Ingrid Bergman Wearing Arrow Love Collar in the Deleted Dream Sequence by Salvador Dalí for ‘Spellbound’ (1945)

Spellbound is one of several psychological thrillers produced in the 1940s when psychoanalysis was all the rage. Freudian dream interpretation, guilt complexes, and the miraculous power of psychoanalysis take center stage in this film.

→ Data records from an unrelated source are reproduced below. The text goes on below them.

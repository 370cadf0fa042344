//! RunScan use case: one scan from start to exactly-once finalize.
//!
//! The orchestrator starts both discovery sources, folds their events
//! into per-source device rosters, blends heterogeneous progress
//! signals into one non-decreasing gauge, and closes the session out
//! through the store when the scan ends.
//!
//! # Concurrency model
//!
//! Source events, the progress tick, the scan deadline, and caller
//! commands all race. Every piece of mutable scan state therefore
//! lives on one actor task and is touched from nowhere else; the
//! public [`ScanOrchestrator`] handle only sends commands and reads
//! watch channels. `start()` and `stop()` are non-blocking — callers
//! observe effects through the [`ScanEvent`] stream and the
//! `scanning`/`progress` watches, never by blocking on a result.
//!
//! # Finalize
//!
//! Three triggers end a scan: an explicit stop, the absolute deadline,
//! and natural completion of one source while the other is already
//! inactive. They may fire in any order, including simultaneously.
//! All of them funnel into [`finish_scanning`], and the active-scan
//! state is consumed with `Option::take` — the first trigger wins and
//! every later one finds nothing left to finalize. The tick and
//! deadline timers are owned by the consumed state, so no timer can
//! outlive the scan that armed it.
//!
//! [`finish_scanning`]: Actor::finish_scanning

use std::sync::Arc;
use std::time::Duration;

use chrono::Utc;
use devscout_core::{Device, DeviceRoster, ProgressBlend, ScanSession};
use tokio::sync::{mpsc, watch};
use tokio::time::{self, Instant, MissedTickBehavior};
use tracing::{debug, error, info, warn};
use uuid::Uuid;

use crate::application::session_store::SessionStore;
use crate::infrastructure::discovery::{DiscoverySource, SourceEvent, SourceKind};

/// Timing settings for one scan.
#[derive(Debug, Clone)]
pub struct ScanConfig {
    /// Short-range source scan window.
    pub short_range_window: Duration,
    /// Local-network source scan window.
    pub local_network_window: Duration,
    /// Progress gauge tick interval.
    pub progress_tick: Duration,
}

impl Default for ScanConfig {
    fn default() -> Self {
        Self {
            short_range_window: Duration::from_secs(15),
            local_network_window: Duration::from_secs(15),
            progress_tick: Duration::from_millis(100),
        }
    }
}

impl ScanConfig {
    /// The orchestrator's absolute deadline: the later of the two
    /// sources' own windows. A well-behaved source finishes on its own
    /// first; the deadline catches the ones that do not.
    pub fn deadline(&self) -> Duration {
        self.short_range_window.max(self.local_network_window)
    }
}

/// Notifications emitted while a scan runs.
#[derive(Debug, Clone, PartialEq)]
pub enum ScanEvent {
    /// A session was created; at least one source is scanning.
    Started { session_id: Uuid },
    /// A device was sighted for the first time or refreshed.
    DeviceSeen { device: Device },
    /// A source could not start or died mid-scan. The scan itself
    /// keeps running as long as its sibling does.
    SourceFailed { kind: SourceKind, reason: String },
    /// A store write failed. The in-memory session stands; nothing is
    /// retried.
    PersistenceFailed { reason: String },
    /// The session was finalized and persisted.
    Finished { session_id: Uuid, device_count: usize },
}

/// Commands accepted by the actor.
enum Command {
    Start,
    Stop,
}

/// Handle to the scan actor.
///
/// Dropping the handle shuts the actor down, finalizing any scan
/// still in flight.
pub struct ScanOrchestrator {
    commands: mpsc::UnboundedSender<Command>,
    scanning: watch::Receiver<bool>,
    progress: watch::Receiver<f64>,
}

impl ScanOrchestrator {
    /// Spawns the scan actor and returns the handle together with the
    /// notification stream.
    ///
    /// Both sources and the store are injected, which is what lets the
    /// whole use case run against mocks in tests.
    pub fn spawn(
        short_range: Arc<dyn DiscoverySource>,
        local_network: Arc<dyn DiscoverySource>,
        store: Arc<dyn SessionStore>,
        config: ScanConfig,
    ) -> (Self, mpsc::UnboundedReceiver<ScanEvent>) {
        let (command_tx, command_rx) = mpsc::unbounded_channel();
        let (event_tx, event_rx) = mpsc::unbounded_channel();
        let (scanning_tx, scanning_rx) = watch::channel(false);
        let (progress_tx, progress_rx) = watch::channel(0.0);

        let actor = Actor {
            short_range,
            local_network,
            store,
            config,
            events: event_tx,
            scanning: scanning_tx,
            progress: progress_tx,
            scan: None,
        };
        tokio::spawn(actor.run(command_rx));

        (
            Self {
                commands: command_tx,
                scanning: scanning_rx,
                progress: progress_rx,
            },
            event_rx,
        )
    }

    /// Requests a scan start. Non-blocking; a no-op if a scan is
    /// already running.
    pub fn start(&self) {
        let _ = self.commands.send(Command::Start);
    }

    /// Requests a stop. Non-blocking; effective in any state.
    pub fn stop(&self) {
        let _ = self.commands.send(Command::Stop);
    }

    /// Whether a session is currently active.
    pub fn is_scanning(&self) -> bool {
        *self.scanning.borrow()
    }

    /// The current combined progress in `[0, 1]`.
    pub fn progress(&self) -> f64 {
        *self.progress.borrow()
    }

    /// A watch on the scanning flag.
    pub fn scanning_changes(&self) -> watch::Receiver<bool> {
        self.scanning.clone()
    }

    /// A watch on the combined progress gauge.
    pub fn progress_changes(&self) -> watch::Receiver<f64> {
        self.progress.clone()
    }
}

/// Per-source state during one scan.
struct Lane {
    /// The source's event stream; `None` once the source is inactive
    /// (finished, failed, or never started).
    events: Option<mpsc::UnboundedReceiver<SourceEvent>>,
    /// Devices this source has sighted, deduplicated, in discovery
    /// order.
    roster: DeviceRoster,
}

impl Lane {
    fn new(events: Option<mpsc::UnboundedReceiver<SourceEvent>>) -> Self {
        Self {
            events,
            roster: DeviceRoster::new(),
        }
    }
}

/// Everything owned by one in-flight scan. Consumed whole at finalize.
struct ActiveScan {
    session: ScanSession,
    started_at: Instant,
    short_range: Lane,
    local_network: Lane,
    blend: ProgressBlend,
    tick: time::Interval,
    deadline: std::pin::Pin<Box<time::Sleep>>,
}

/// What woke the actor up.
enum Wake {
    Command(Option<Command>),
    Source(SourceKind, Option<SourceEvent>),
    Tick,
    Deadline,
}

/// The scan actor. Sole owner and mutator of scan state.
struct Actor {
    short_range: Arc<dyn DiscoverySource>,
    local_network: Arc<dyn DiscoverySource>,
    store: Arc<dyn SessionStore>,
    config: ScanConfig,
    events: mpsc::UnboundedSender<ScanEvent>,
    scanning: watch::Sender<bool>,
    progress: watch::Sender<f64>,
    scan: Option<ActiveScan>,
}

impl Actor {
    async fn run(mut self, mut commands: mpsc::UnboundedReceiver<Command>) {
        loop {
            let wake = match self.scan.as_mut() {
                Some(scan) => {
                    tokio::select! {
                        command = commands.recv() => Wake::Command(command),
                        event = next_event(&mut scan.short_range.events) => {
                            Wake::Source(SourceKind::ShortRange, event)
                        }
                        event = next_event(&mut scan.local_network.events) => {
                            Wake::Source(SourceKind::LocalNetwork, event)
                        }
                        _ = scan.tick.tick() => Wake::Tick,
                        _ = scan.deadline.as_mut() => Wake::Deadline,
                    }
                }
                None => Wake::Command(commands.recv().await),
            };

            match wake {
                Wake::Command(None) => {
                    // Every handle is gone; close out whatever is
                    // still running and die.
                    self.finish_scanning();
                    break;
                }
                Wake::Command(Some(Command::Start)) => self.handle_start(),
                Wake::Command(Some(Command::Stop)) => self.handle_stop(),
                Wake::Source(kind, event) => self.handle_source_event(kind, event),
                Wake::Tick => self.handle_tick(),
                Wake::Deadline => {
                    info!("scan deadline reached");
                    self.finish_scanning();
                }
            }
        }
    }

    fn handle_start(&mut self) {
        if self.scan.is_some() {
            warn!("scan already running; ignoring start request");
            return;
        }

        // Fresh scan, fresh gauge. Rosters are created per scan, so
        // there is no per-source buffer to clear beyond this.
        let _ = self.progress.send(0.0);

        let mut failures = Vec::new();
        let short_range = self.start_source(true, &mut failures);
        let local_network = self.start_source(false, &mut failures);

        if short_range.is_none() && local_network.is_none() {
            for (kind, reason) in failures {
                let _ = self.events.send(ScanEvent::SourceFailed { kind, reason });
            }
            info!("no discovery source could start; scan aborted");
            return;
        }

        let session = ScanSession::new();
        let deadline = self.config.deadline();
        info!("scan {} started", session.id);
        let _ = self.events.send(ScanEvent::Started {
            session_id: session.id,
        });
        let _ = self.scanning.send(true);
        // Failures after `Started`: observers that see one can rely on
        // the scanning flag already reflecting whether a session exists.
        for (kind, reason) in failures {
            let _ = self.events.send(ScanEvent::SourceFailed { kind, reason });
        }

        let mut tick = time::interval(self.config.progress_tick);
        tick.set_missed_tick_behavior(MissedTickBehavior::Skip);

        self.scan = Some(ActiveScan {
            session,
            started_at: Instant::now(),
            short_range: Lane::new(short_range),
            local_network: Lane::new(local_network),
            blend: ProgressBlend::new(deadline),
            tick,
            deadline: Box::pin(time::sleep(deadline)),
        });
    }

    /// Starts one source, recording a synchronous failure instead of
    /// aborting the whole scan.
    fn start_source(
        &self,
        short_range: bool,
        failures: &mut Vec<(SourceKind, String)>,
    ) -> Option<mpsc::UnboundedReceiver<SourceEvent>> {
        let source = if short_range {
            &self.short_range
        } else {
            &self.local_network
        };
        match source.start() {
            Ok(events) => Some(events),
            Err(e) => {
                warn!("{e}");
                failures.push((source.kind(), e.to_string()));
                None
            }
        }
    }

    fn handle_stop(&mut self) {
        // Same finalize path as every other trigger; the sources are
        // cancelled in there.
        self.finish_scanning();
    }

    fn handle_source_event(&mut self, kind: SourceKind, event: Option<SourceEvent>) {
        let Some(scan) = self.scan.as_mut() else {
            return;
        };
        let lane = match kind {
            SourceKind::ShortRange => &mut scan.short_range,
            SourceKind::LocalNetwork => &mut scan.local_network,
        };

        match event {
            Some(SourceEvent::Sighting(sighting)) => {
                let device = lane.roster.observe(&sighting).clone();
                debug!("{kind} sighted {}", device.name);
                let _ = self.events.send(ScanEvent::DeviceSeen { device });
            }
            Some(SourceEvent::Progress(value)) => {
                let combined = scan.blend.on_report(value);
                let _ = self.progress.send(combined);
            }
            Some(SourceEvent::Finished) | None => {
                debug!("{kind} source is done");
                lane.events = None;
                self.finalize_if_settled();
            }
            Some(SourceEvent::Failed(reason)) => {
                warn!("{kind} source failed: {reason}");
                lane.events = None;
                let _ = self.events.send(ScanEvent::SourceFailed { kind, reason });
                self.finalize_if_settled();
            }
        }
    }

    fn handle_tick(&mut self) {
        let Some(scan) = self.scan.as_mut() else {
            return;
        };
        let combined = scan.blend.on_tick(scan.started_at.elapsed());
        let _ = self.progress.send(combined);
    }

    /// Finalizes once both sources have gone inactive.
    fn finalize_if_settled(&mut self) {
        let settled = self
            .scan
            .as_ref()
            .map(|scan| scan.short_range.events.is_none() && scan.local_network.events.is_none())
            .unwrap_or(false);
        if settled {
            info!("both discovery sources are inactive");
            self.finish_scanning();
        }
    }

    /// The one finalize routine every trigger converges on.
    ///
    /// Taking the scan out of the `Option` is the single-consumption
    /// gate: racing triggers on this single-threaded actor resolve to
    /// one winner, and later calls return immediately.
    fn finish_scanning(&mut self) {
        let Some(scan) = self.scan.take() else {
            return;
        };

        self.short_range.stop();
        self.local_network.stop();

        let ActiveScan {
            mut session,
            short_range,
            local_network,
            mut blend,
            ..
        } = scan;

        session.ended_at = Some(Utc::now());
        session.completed = true;
        let session_id = session.id;

        // All short-range devices in discovery order, then all
        // local-network devices in discovery order.
        let mut devices = short_range.roster.into_devices();
        devices.extend(local_network.roster.into_devices());

        for mut device in devices {
            device.session_id = Some(session_id);
            if let Err(e) = self.store.save_device(&device) {
                error!("failed to persist device {}: {e}", device.id);
                let _ = self.events.send(ScanEvent::PersistenceFailed {
                    reason: e.to_string(),
                });
            }
            session.devices.push(device);
        }
        if let Err(e) = self.store.save_session(&session) {
            error!("failed to persist session {session_id}: {e}");
            let _ = self.events.send(ScanEvent::PersistenceFailed {
                reason: e.to_string(),
            });
        }

        let device_count = session.device_count();
        let _ = self.progress.send(blend.complete());
        let _ = self.scanning.send(false);
        let _ = self.events.send(ScanEvent::Finished {
            session_id,
            device_count,
        });
        info!("scan {session_id} finished with {device_count} device(s)");
    }
}

/// Receives from a lane that may already be settled. A settled lane
/// never wakes the select loop.
async fn next_event(
    events: &mut Option<mpsc::UnboundedReceiver<SourceEvent>>,
) -> Option<SourceEvent> {
    match events {
        Some(receiver) => receiver.recv().await,
        None => std::future::pending().await,
    }
}

// ── Tests ─────────────────────────────────────────────────────────────────────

Ingrid Bergman in the Greek Goddess dress with an arrow collar, conceived by Salvador Dalí for the dream sequence in Alfred Hitchcock’s Spellbound (1945). Costume design by Howard Greer.

Producer David O. Selznick had apparently enjoyed a highly successful bout of psychoanalysis, and he wanted Alfred Hitchcock to make a movie about it. Selznick was so enthused with psychoanalysis that he brought in his own therapist, Dr. May Romm, to serve as a technical advisor on the production. Dr. Romm and Hitchcock clashed frequently. When it came to the specifics of psychoanalysis, however, Hitchcock was less concerned with technicalities than Romm, and if she would offer her opinion, the director would purportedly tell her, “my dear, it’s only a movie”.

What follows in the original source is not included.